-- Opening Marker --

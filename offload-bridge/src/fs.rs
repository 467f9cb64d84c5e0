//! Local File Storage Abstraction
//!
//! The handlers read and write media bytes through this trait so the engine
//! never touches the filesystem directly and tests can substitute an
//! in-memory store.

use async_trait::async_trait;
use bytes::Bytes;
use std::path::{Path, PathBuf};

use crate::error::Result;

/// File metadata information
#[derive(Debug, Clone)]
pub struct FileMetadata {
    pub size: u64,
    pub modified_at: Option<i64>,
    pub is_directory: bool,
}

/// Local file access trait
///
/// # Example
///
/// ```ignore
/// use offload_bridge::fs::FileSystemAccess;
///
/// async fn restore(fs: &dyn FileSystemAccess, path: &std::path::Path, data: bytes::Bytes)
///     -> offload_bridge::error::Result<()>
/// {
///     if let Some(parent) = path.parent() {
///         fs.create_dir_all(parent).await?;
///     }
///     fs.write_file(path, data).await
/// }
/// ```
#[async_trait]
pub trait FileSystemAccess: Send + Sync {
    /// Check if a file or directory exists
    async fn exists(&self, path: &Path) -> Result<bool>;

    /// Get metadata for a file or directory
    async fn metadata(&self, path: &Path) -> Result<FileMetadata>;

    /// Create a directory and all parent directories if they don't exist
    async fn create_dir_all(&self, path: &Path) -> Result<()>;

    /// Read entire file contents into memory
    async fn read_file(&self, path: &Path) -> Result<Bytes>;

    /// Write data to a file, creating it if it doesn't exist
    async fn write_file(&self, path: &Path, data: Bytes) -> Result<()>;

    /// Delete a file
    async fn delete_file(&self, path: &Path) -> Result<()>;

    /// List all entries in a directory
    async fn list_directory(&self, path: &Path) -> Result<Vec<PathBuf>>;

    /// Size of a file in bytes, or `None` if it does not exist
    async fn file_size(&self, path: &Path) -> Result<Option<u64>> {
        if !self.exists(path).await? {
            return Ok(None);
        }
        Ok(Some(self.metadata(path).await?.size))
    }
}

-- Closing Marker --
-- Opening Marker --

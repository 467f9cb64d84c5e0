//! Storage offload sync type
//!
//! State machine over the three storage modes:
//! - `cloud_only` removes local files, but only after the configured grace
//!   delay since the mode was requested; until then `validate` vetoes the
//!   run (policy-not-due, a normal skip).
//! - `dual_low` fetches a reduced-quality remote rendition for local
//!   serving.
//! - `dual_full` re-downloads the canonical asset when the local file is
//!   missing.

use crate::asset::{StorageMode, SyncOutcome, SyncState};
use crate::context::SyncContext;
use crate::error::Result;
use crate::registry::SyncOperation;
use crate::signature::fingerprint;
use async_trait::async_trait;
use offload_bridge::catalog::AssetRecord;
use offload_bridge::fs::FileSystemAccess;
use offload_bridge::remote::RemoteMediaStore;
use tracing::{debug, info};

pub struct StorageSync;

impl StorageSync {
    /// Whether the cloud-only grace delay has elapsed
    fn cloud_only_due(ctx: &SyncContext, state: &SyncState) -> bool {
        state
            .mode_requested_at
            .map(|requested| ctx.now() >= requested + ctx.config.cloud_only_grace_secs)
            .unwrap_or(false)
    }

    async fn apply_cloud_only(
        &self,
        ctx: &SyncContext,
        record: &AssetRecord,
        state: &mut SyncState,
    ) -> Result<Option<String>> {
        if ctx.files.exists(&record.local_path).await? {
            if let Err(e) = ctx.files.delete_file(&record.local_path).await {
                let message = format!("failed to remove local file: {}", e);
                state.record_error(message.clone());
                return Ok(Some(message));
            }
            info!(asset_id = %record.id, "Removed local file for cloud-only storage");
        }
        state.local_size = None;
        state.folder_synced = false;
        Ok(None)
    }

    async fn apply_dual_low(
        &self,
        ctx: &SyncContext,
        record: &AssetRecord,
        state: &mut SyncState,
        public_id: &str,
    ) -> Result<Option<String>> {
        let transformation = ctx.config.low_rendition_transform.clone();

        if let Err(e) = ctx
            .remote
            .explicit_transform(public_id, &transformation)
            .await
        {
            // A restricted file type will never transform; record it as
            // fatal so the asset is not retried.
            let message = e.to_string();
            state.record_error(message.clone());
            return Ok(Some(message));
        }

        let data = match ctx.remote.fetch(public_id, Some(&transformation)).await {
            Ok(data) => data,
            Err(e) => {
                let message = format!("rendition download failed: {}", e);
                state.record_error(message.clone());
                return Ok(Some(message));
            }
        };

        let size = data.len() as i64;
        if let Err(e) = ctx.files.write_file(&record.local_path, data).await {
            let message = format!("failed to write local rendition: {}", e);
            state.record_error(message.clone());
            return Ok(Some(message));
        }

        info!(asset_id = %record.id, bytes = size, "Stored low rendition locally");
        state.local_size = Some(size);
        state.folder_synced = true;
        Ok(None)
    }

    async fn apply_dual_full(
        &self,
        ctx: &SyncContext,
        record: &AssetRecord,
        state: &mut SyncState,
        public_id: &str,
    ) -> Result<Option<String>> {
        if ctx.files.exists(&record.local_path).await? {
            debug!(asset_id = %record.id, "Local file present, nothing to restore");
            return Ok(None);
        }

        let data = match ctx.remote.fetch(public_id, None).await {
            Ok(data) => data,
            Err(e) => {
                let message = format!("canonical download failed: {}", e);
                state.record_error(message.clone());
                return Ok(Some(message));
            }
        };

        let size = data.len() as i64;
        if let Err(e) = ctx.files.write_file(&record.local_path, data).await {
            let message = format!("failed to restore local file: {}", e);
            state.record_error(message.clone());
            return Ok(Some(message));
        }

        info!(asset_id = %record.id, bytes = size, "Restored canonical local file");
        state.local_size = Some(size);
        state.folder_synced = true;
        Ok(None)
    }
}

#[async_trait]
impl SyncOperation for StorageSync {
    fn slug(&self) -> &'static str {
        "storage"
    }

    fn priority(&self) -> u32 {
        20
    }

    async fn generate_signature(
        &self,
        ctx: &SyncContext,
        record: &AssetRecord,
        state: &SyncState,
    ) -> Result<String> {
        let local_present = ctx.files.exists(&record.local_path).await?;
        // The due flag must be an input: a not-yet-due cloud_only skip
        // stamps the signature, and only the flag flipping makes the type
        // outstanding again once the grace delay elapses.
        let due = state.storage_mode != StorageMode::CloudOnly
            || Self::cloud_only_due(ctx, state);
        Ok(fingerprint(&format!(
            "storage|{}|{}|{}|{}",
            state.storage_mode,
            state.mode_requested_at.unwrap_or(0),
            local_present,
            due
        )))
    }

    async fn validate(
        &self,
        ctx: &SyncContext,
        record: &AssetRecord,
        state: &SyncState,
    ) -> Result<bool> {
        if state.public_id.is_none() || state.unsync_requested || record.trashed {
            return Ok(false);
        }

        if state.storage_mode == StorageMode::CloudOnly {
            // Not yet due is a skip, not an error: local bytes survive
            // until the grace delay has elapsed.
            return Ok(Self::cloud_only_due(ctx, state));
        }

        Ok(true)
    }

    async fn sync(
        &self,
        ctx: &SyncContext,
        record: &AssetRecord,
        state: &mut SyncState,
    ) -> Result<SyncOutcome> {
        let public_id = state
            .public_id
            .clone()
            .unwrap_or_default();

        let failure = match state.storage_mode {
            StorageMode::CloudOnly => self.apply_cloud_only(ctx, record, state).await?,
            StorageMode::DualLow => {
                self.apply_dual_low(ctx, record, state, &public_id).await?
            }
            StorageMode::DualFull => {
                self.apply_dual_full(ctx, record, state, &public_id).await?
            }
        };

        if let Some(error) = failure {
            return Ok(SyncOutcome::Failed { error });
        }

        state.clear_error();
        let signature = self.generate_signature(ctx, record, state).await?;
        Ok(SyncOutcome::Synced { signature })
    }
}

-- Closing Marker --
-- Opening Marker --

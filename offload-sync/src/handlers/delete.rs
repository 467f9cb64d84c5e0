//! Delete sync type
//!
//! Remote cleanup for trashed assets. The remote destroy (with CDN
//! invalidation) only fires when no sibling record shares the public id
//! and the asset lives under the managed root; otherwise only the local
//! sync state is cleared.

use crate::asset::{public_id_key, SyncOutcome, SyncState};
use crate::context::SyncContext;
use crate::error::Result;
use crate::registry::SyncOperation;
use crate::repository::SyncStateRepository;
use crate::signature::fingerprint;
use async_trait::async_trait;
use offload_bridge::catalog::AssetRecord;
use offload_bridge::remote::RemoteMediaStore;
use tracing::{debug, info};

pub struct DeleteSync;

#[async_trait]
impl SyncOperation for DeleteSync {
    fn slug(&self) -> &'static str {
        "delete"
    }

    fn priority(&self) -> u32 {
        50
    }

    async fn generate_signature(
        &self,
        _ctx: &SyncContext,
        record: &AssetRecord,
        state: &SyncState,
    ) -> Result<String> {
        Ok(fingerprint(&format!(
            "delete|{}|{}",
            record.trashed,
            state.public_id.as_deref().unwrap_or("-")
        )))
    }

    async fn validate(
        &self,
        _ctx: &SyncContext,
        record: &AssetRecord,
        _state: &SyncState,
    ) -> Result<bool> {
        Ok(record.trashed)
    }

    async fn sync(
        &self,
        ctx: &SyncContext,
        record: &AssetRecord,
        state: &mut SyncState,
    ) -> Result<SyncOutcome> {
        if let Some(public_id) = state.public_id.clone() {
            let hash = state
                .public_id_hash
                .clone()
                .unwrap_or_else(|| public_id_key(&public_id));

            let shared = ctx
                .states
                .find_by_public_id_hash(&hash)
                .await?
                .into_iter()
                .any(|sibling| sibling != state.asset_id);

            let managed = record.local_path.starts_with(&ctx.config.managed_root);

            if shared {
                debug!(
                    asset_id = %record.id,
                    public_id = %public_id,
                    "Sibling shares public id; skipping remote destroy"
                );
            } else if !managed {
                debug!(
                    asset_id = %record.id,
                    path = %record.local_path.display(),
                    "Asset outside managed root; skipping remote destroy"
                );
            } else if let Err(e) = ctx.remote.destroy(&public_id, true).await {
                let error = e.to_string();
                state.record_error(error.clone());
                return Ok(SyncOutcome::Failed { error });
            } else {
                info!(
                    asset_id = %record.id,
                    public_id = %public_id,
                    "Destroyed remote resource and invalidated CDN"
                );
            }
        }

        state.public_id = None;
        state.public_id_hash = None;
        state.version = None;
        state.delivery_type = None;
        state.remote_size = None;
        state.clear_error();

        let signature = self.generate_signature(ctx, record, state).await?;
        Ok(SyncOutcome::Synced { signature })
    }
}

-- Closing Marker --

TRY IT:
Print exactly the lines of the listing above starting at the line containing "filename offload-bridge/src/fs.rs" and ending at the line containing "for a file or directory", both included.

REPLY:
filename offload-bridge/src/fs.rs
repository 467f9cb64d84c5e0
//! Local File Storage Abstraction
//!
//! The handlers read and write media bytes through this trait so the engine
//! never touches the filesystem directly and tests can substitute an
//! in-memory store.

use async_trait::async_trait;
use bytes::Bytes;
use std::path::{Path, PathBuf};

use crate::error::Result;

/// File metadata information
#[derive(Debug, Clone)]
pub struct FileMetadata {
    pub size: u64,
    pub modified_at: Option<i64>,
    pub is_directory: bool,
}

/// Local file access trait
///
/// # Example
///
/// ```ignore
/// use offload_bridge::fs::FileSystemAccess;
///
/// async fn restore(fs: &dyn FileSystemAccess, path: &std::path::Path, data: bytes::Bytes)
///     -> offload_bridge::error::Result<()>
/// {
///     if let Some(parent) = path.parent() {
///         fs.create_dir_all(parent).await?;
///     }
///     fs.write_file(path, data).await
/// }
/// ```
#[async_trait]
pub trait FileSystemAccess: Send + Sync {
    /// Check if a file or directory exists
    async fn exists(&self, path: &Path) -> Result<bool>;

    /// Get metadata for a file or directory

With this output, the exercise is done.